Les ateliers de la domination scolaire | Stéphane Vaquero
Les ateliers de la domination scolaire,
Stéphane Vaquero,
Collection : L’enjeu scolaire, Éditions La Dispute, 2022.
Note de lecture proposée par Christine Passerieux
Stéphane Vaquero analyse en quoi les dispositifs scolaires dits horizontaux au collège et au lycée ne répondent guère aux intentions affichées d’ouverture au monde, d’« innovation » ou encore de lutte contre les difficultés scolaires. Sa recherche sur les TPE (Travaux Personnels Encadrés) est éclairante quant à la production d’inégalités scolaires qui renforcent, et cela est particulièrement intéressant, la domination culturelle mais aussi sociale des élèves des milieux populaires.
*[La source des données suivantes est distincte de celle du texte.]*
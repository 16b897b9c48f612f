//! Rate Limit Configuration
//!
//! Options shared by every token bucket; the rates themselves come from the
//! rule set.

use serde::{Deserialize, Serialize};

use crate::rules::RateLimit;

/// Default number of permits granted unconditionally to a fresh bucket
pub const DEFAULT_GRACE_PERMITS: u32 = 0;

/// Default number of token buckets kept in memory
pub const DEFAULT_MAX_CACHED_BUCKETS: usize = 100_000;

/// Default deny message; `${type}`, `${rate}` and `${burst}` are interpolated
pub const DEFAULT_EXCEEDED_MESSAGE: &str = "Exceeded rate limit of ${rate} ${type} requests/hour \
     (or idle time used up in bursts of max ${burst} requests)";

/// Rate limit configuration
#[derive(Debug, Clone, PartialEq, Serialize, Deserialize)]
#[serde(default)]
pub struct RateLimitConfig {
    /// Enable rate limiting
    pub enabled: bool,

    /// Permits a new bucket grants without consuming tokens
    pub grace_permits: u32,

    /// Message template returned with a denial
    pub exceeded_message: String,

    /// Upper bound on cached token buckets
    pub max_cached_buckets: usize,
}

impl Default for RateLimitConfig {
    fn default() -> Self {
        Self {
            enabled: true,
            grace_permits: DEFAULT_GRACE_PERMITS,
            exceeded_message: DEFAULT_EXCEEDED_MESSAGE.to_string(),
            max_cached_buckets: DEFAULT_MAX_CACHED_BUCKETS,
        }
    }
}

impl RateLimitConfig {
    /// Create a new rate limit configuration
    pub fn new() -> Self {
        Self::default()
    }

    /// Disable rate limiting (for testing)
    pub fn disabled() -> Self {
        Self {
            enabled: false,
            ..Self::default()
        }
    }

    /// Render the deny message for `limit`
    pub fn format_message(&self, limit: &RateLimit) -> String {
        self.exceeded_message
            .replace("${type}", &limit.rate_type)
            .replace("${rate}", &format!("{:.2}", limit.permits_per_hour()))
            .replace("${burst}", &limit.burst.to_string())
    }
}
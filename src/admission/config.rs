//! Queue sizing configuration

use serde::{Deserialize, Serialize};

use super::task::QueueKind;

/// Maximum threads of each managed queue
#[derive(Debug, Clone, Copy, PartialEq, Eq, Serialize, Deserialize)]
#[serde(default)]
pub struct QueueConfig {
    pub interactive: usize,
    pub batch: usize,
    pub receive_commits: usize,
}

impl Default for QueueConfig {
    fn default() -> Self {
        Self {
            interactive: 8,
            batch: 2,
            receive_commits: 4,
        }
    }
}

impl QueueConfig {
    pub fn max_threads(&self, queue: QueueKind) -> usize {
        match queue {
            QueueKind::Interactive => self.interactive,
            QueueKind::Batch => self.batch,
            QueueKind::ReceiveCommits => self.receive_commits,
        }
    }

    /// `(queue, max threads)` for every managed queue
    pub fn sizes(&self) -> Vec<(QueueKind, usize)> {
        QueueKind::ALL
            .iter()
            .map(|&queue| (queue, self.max_threads(queue)))
            .collect()
    }
}
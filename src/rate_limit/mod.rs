//! Rate Limiting Module
//!
//! Per-identity token bucket rate limiting for inbound units of work.
//!
//! # Features
//!
//! - Token buckets with continuous refill and a burst cap (idle time
//!   accumulates up to `burst` requests)
//! - Buckets keyed by account id or, for anonymous callers, remote host
//! - Group rules resolved in declared order, combined with the global rule
//!   (the stricter one wins)
//! - Grace permits and a configurable deny message
//!
//! # Architecture
//!
//! ```text
//! ┌─────────────────────────────────────────────────────────────┐
//! │                       Rate Limiter                          │
//! ├─────────────────────────────────────────────────────────────┤
//! │  RuleResolver ──▶ RateLimit ──▶ TokenBucket (lazy, cached)  │
//! ├─────────────────────────────────────────────────────────────┤
//! │  Bucket cache keyed by (identity, rate type), per generation│
//! └─────────────────────────────────────────────────────────────┘
//! ```

pub mod bucket;
pub mod config;
pub mod limiter;

pub use bucket::TokenBucket;
pub use config::RateLimitConfig;
pub use limiter::{RateDecision, RateLimiter};
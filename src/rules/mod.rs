//! Rules and Rule Resolution
//!
//! A [`Rule`] scopes a list of typed limits to a group, a namespace pattern,
//! or the global fallback. Rules are immutable; a configuration reload
//! builds a fresh [`RuleSet`] and swaps it into the [`RuleStore`] in one step,
//! so readers see either the old set or the new one, never a mix.
//!
//! # Architecture
//!
//! ```text
//! ┌──────────────┐   parse::parse_entry   ┌─────────┐   RuleStore::replace
//! │  RuleScopes  │ ─────────────────────▶ │ RuleSet │ ──────────────────▶ readers
//! │  (TOML)      │  bad entries skipped   │ (Arc)   │   RuleResolver snapshot
//! └──────────────┘                        └─────────┘
//! ```

pub mod identity;
pub mod namespace;
pub mod parse;
pub mod resolver;

use parking_lot::RwLock;
use serde::{Deserialize, Serialize};
use std::collections::BTreeMap;
use std::fmt;
use std::sync::atomic::{AtomicU64, Ordering};
use std::sync::Arc;

use crate::error::RuleError;

pub use identity::{Identity, IdentityKey};
pub use namespace::NamespacePattern;
pub use parse::{Limit, RateLimit, ReservationSpec, RuleValue, TaskQuotaSpec, TimeUnit};
pub use resolver::{
    GroupDirectory, GroupStatus, InternalGroups, ProjectRule, RuleResolver, StaticGroupDirectory,
};

/// Raw rule scopes as they appear in the configuration file
#[derive(Debug, Clone, Default, PartialEq, Serialize, Deserialize)]
pub struct RuleScopes {
    /// Global fallback scope
    #[serde(default, skip_serializing_if = "Option::is_none")]
    pub global: Option<BTreeMap<String, RuleValue>>,

    /// Group scopes, in declared order
    #[serde(default)]
    pub group: Vec<GroupScope>,

    /// Namespace scopes, in declared order
    #[serde(default)]
    pub namespace: Vec<NamespaceScope>,
}

/// `[[group]]` entry
#[derive(Debug, Clone, PartialEq, Serialize, Deserialize)]
pub struct GroupScope {
    pub name: String,
    #[serde(flatten)]
    pub entries: BTreeMap<String, RuleValue>,
}

/// `[[namespace]]` entry
#[derive(Debug, Clone, PartialEq, Serialize, Deserialize)]
pub struct NamespaceScope {
    pub pattern: String,
    #[serde(flatten)]
    pub entries: BTreeMap<String, RuleValue>,
}

/// What a rule applies to
#[derive(Debug, Clone, PartialEq)]
pub enum Scope {
    Global,
    Group(String),
    Namespace(NamespacePattern),
}

impl fmt::Display for Scope {
    fn fmt(&self, f: &mut fmt::Formatter<'_>) -> fmt::Result {
        match self {
            Scope::Global => f.write_str("global"),
            Scope::Group(name) => write!(f, "group \"{}\"", name),
            Scope::Namespace(ns) => write!(f, "namespace \"{}\"", ns),
        }
    }
}

/// A parsed rule: a scope plus its limits
#[derive(Debug, Clone, PartialEq)]
pub struct Rule {
    pub scope: Scope,
    pub limits: Vec<Limit>,
}

impl Rule {
    pub fn new(scope: Scope) -> Self {
        Self {
            scope,
            limits: Vec::new(),
        }
    }

    /// Builder-style limit append
    pub fn with(mut self, limit: Limit) -> Self {
        self.limits.push(limit);
        self
    }

    /// First rate limit declared for `rate_type`
    pub fn rate(&self, rate_type: &str) -> Option<&RateLimit> {
        self.limits.iter().find_map(|l| match l {
            Limit::Rate(r) if r.rate_type == rate_type => Some(r),
            _ => None,
        })
    }

    pub fn task_quotas(&self) -> impl Iterator<Item = &TaskQuotaSpec> {
        self.limits.iter().filter_map(|l| match l {
            Limit::MaxConcurrent(spec) => Some(spec),
            _ => None,
        })
    }

    pub fn reservations(&self) -> impl Iterator<Item = &ReservationSpec> {
        self.limits.iter().filter_map(|l| match l {
            Limit::ReservedSlots(spec) => Some(spec),
            _ => None,
        })
    }

    pub fn max_projects(&self) -> Option<u64> {
        self.limits.iter().find_map(|l| match l {
            Limit::MaxProjects(n) => Some(*n),
            _ => None,
        })
    }

    pub fn max_repo_size(&self) -> Option<u64> {
        self.limits.iter().find_map(|l| match l {
            Limit::MaxRepoSize(n) => Some(*n),
            _ => None,
        })
    }

    pub fn max_total_size(&self) -> Option<u64> {
        self.limits.iter().find_map(|l| match l {
            Limit::MaxTotalSize(n) => Some(*n),
            _ => None,
        })
    }

    /// Whether the rule carries any size ceiling
    pub fn has_size_limits(&self) -> bool {
        self.max_repo_size().is_some() || self.max_total_size().is_some()
    }
}

/// Configuration entry that was skipped while building a rule set
#[derive(Debug, Clone, PartialEq)]
pub struct SkippedEntry {
    pub scope: String,
    pub key: String,
    pub error: RuleError,
}

impl fmt::Display for SkippedEntry {
    fn fmt(&self, f: &mut fmt::Formatter<'_>) -> fmt::Result {
        write!(f, "{} {}: {}", self.scope, self.key, self.error)
    }
}

/// Immutable, ordered set of rules
#[derive(Debug, Clone, Default)]
pub struct RuleSet {
    groups: Vec<Arc<Rule>>,
    namespaces: Vec<Arc<Rule>>,
    global: Option<Arc<Rule>>,
    generation: u64,
}

impl RuleSet {
    /// Assemble a rule set from already-parsed rules; declared order is kept
    pub fn from_rules(rules: impl IntoIterator<Item = Rule>) -> Self {
        let mut set = Self::default();
        for rule in rules {
            match rule.scope {
                Scope::Global => set.global = Some(Arc::new(rule)),
                Scope::Group(_) => set.groups.push(Arc::new(rule)),
                Scope::Namespace(_) => set.namespaces.push(Arc::new(rule)),
            }
        }
        set
    }

    /// Parse raw scopes into a rule set.
    ///
    /// Malformed entries are logged and skipped; the rest of the scope stays
    /// active. A namespace whose pattern cannot be parsed is skipped whole.
    pub fn build(scopes: &RuleScopes) -> (Self, Vec<SkippedEntry>) {
        let mut skipped = Vec::new();
        let mut rules = Vec::new();

        if let Some(entries) = &scopes.global {
            rules.push(build_rule(Scope::Global, entries, &mut skipped));
        }

        for group in &scopes.group {
            rules.push(build_rule(
                Scope::Group(group.name.clone()),
                &group.entries,
                &mut skipped,
            ));
        }

        for ns in &scopes.namespace {
            match NamespacePattern::parse(&ns.pattern) {
                Ok(pattern) => {
                    rules.push(build_rule(Scope::Namespace(pattern), &ns.entries, &mut skipped))
                }
                Err(error) => {
                    tracing::error!(pattern = %ns.pattern, %error, "Skipping namespace scope");
                    skipped.push(SkippedEntry {
                        scope: format!("namespace \"{}\"", ns.pattern),
                        key: "pattern".to_string(),
                        error,
                    });
                }
            }
        }

        (Self::from_rules(rules), skipped)
    }

    pub fn groups(&self) -> &[Arc<Rule>] {
        &self.groups
    }

    pub fn namespaces(&self) -> &[Arc<Rule>] {
        &self.namespaces
    }

    pub fn global(&self) -> Option<&Arc<Rule>> {
        self.global.as_ref()
    }

    /// Every rule, global first, then groups, then namespaces
    pub fn iter(&self) -> impl Iterator<Item = &Arc<Rule>> {
        self.global
            .iter()
            .chain(self.groups.iter())
            .chain(self.namespaces.iter())
    }

    /// Generation number assigned when the set was installed
    pub fn generation(&self) -> u64 {
        self.generation
    }

    pub fn is_empty(&self) -> bool {
        self.global.is_none() && self.groups.is_empty() && self.namespaces.is_empty()
    }
}

fn build_rule(
    scope: Scope,
    entries: &BTreeMap<String, RuleValue>,
    skipped: &mut Vec<SkippedEntry>,
) -> Rule {
    let mut rule = Rule::new(scope);
    for (key, value) in entries {
        for parsed in parse::parse_entry(key, value) {
            match parsed {
                Ok(limit) => rule.limits.push(limit),
                Err(error) => {
                    tracing::error!(scope = %rule.scope, key = %key, %error, "Skipping invalid rule entry");
                    skipped.push(SkippedEntry {
                        scope: rule.scope.to_string(),
                        key: key.clone(),
                        error,
                    });
                }
            }
        }
    }
    rule
}

/// Shared handle to the current rule set
#[derive(Clone)]
pub struct RuleStore {
    current: Arc<RwLock<Arc<RuleSet>>>,
    directory: Arc<dyn GroupDirectory>,
    next_generation: Arc<AtomicU64>,
}

impl RuleStore {
    /// Create a store holding `rules` as generation 1
    pub fn new(rules: RuleSet, directory: Arc<dyn GroupDirectory>) -> Self {
        let store = Self {
            current: Arc::new(RwLock::new(Arc::new(RuleSet::default()))),
            directory,
            next_generation: Arc::new(AtomicU64::new(1)),
        };
        store.replace(rules);
        store
    }

    /// Store whose groups are all considered internal and visible
    pub fn with_internal_groups(rules: RuleSet) -> Self {
        Self::new(rules, Arc::new(InternalGroups))
    }

    /// Atomically install a new rule set; returns its generation
    pub fn replace(&self, rules: RuleSet) -> u64 {
        self.install(rules).generation()
    }

    /// Atomically install a new rule set and return it as installed
    pub fn install(&self, mut rules: RuleSet) -> Arc<RuleSet> {
        let generation = self.next_generation.fetch_add(1, Ordering::SeqCst);
        rules.generation = generation;
        let rules = Arc::new(rules);
        *self.current.write() = rules.clone();
        tracing::info!(generation, "Installed rule set");
        rules
    }

    /// Current rule set
    pub fn current(&self) -> Arc<RuleSet> {
        self.current.read().clone()
    }

    /// Resolver over a snapshot of the current rule set
    pub fn resolver(&self) -> RuleResolver {
        RuleResolver::new(self.current(), self.directory.clone())
    }
}

impl fmt::Debug for RuleStore {
    fn fmt(&self, f: &mut fmt::Formatter<'_>) -> fmt::Result {
        f.debug_struct("RuleStore")
            .field("generation", &self.current().generation())
            .finish()
    }
}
L’argumentation est étayée par une observation durant deux ans, des relations élèves/enseignants lors des heures consacrées aux TPE, par des entretiens avec des enseignants et des élèves.
Tout au long de l’ouvrage, l’auteur mène une critique très argumentée du dispositif horizontal qui active différents rapports au monde, aussi bien des enseignants que des élèves, et qui peut se traduire par un rapport de force et des processus de domination souvent invisibles pour les acteurs. Il retrace « l’histoire ambivalente des dispositifs horizontaux », héritiers de la revendication émancipatrice de l’enseignement par le concret et le quotidien des courants prolétariens, initialement critiques vis-à-vis de l’école.
Facultatifs en terminale à leur création en 2005, les TPE deviennent obligatoires en 1ère et sont menés en début d’année. Dès lors « les attendus portent moins sur des savoirs scolaires préalablement transmis, ce qui donne une plus large place aux savoirs et dispositions acquis en dehors de l’école ». L’ensemble de son travail explore les effets cumulés de micro-ségrégations qui émaillent le dispositif. Dispositif qui recèle une grande tromperie : alors que le sujet choisi par les élèves peut relever de loisirs ou de centres d’intérêts, de thématiques concrètes et quotidiennes, les élèves se découvrent disqualifiés lorsqu’ils « ne savent pas dès le départ scolariser leur sujet ». Ils se replient sur des sujets de sens commun, sans avoir les outils pour « appréhender leurs savoirs d’expérience comme de potentiels objets d’étude ». Ils « se voient assignés à accomplir des tâches » trop ouvertes, confrontés à un travail nouveau pour eux de recherche et sans bénéfice scolaire. La constitution des groupes de travail par affinités montre que les élèves de catégories populaires se regroupent dans des groupes homogènes socialement, ce qui entraîne des formes d’exclusion et une mise en concurrence. L’autonomie, l’originalité, les « qualités personnelles » sont naturalisées, sans que les modalités de travail soient connues des élèves des milieux populaires, créant ainsi de nombreux malentendus sur le regard porté sur leurs productions. L’investissement des élèves peut masquer une faible avancée de leur travail et provoquer un relâchement de l’accompagnement et des contraintes, laissant les élèves assez seuls. Les dispositifs ambigus et flous favorisent et renforcent l’individualisation quand « l’expression de soi » prime sur les contenus.
Lors des entretiens avec les professeurs, Stéphane Vaquero constate un plus fort engagement des enseignants les plus dotés socialement et culturellement, ce qui impacte leur acceptation ou non d’un sujet proposé mais aussi leur appréciation des productions des élèves. « L’impensé pédagogique de la question personnelle » est perceptible lorsque l’originalité des sujets donne à voir plus d’autonomie cognitive des “bons élèves”, dans « une forme d’affinité didactique et pas seulement culturelle » entre élèves et enseignants. Ce dispositif masque un curriculum caché, pourtant largement décrié par les travaux de la recherche en sciences de l’éducation qui ne cessent d’alerter sur la nature réelle des difficultés rencontrées par les enfants des classes populaires
Le travail remarquable de Stéphane Vaquero, tant du point de vue de sa rigueur que du point de vue des questions qu’il pose interroge le sens de la « réussite » scolaire, alors que ce dispositif réussit à tous, tout en creusant les écarts entre élèves, écarts sociaux et culturels.
L’ouvrage souligne en quoi la mise en forme scolaire des différences culturelles peut, paradoxalement, nourrir les formes contemporaines de domination scolaire, culturelle et sociale.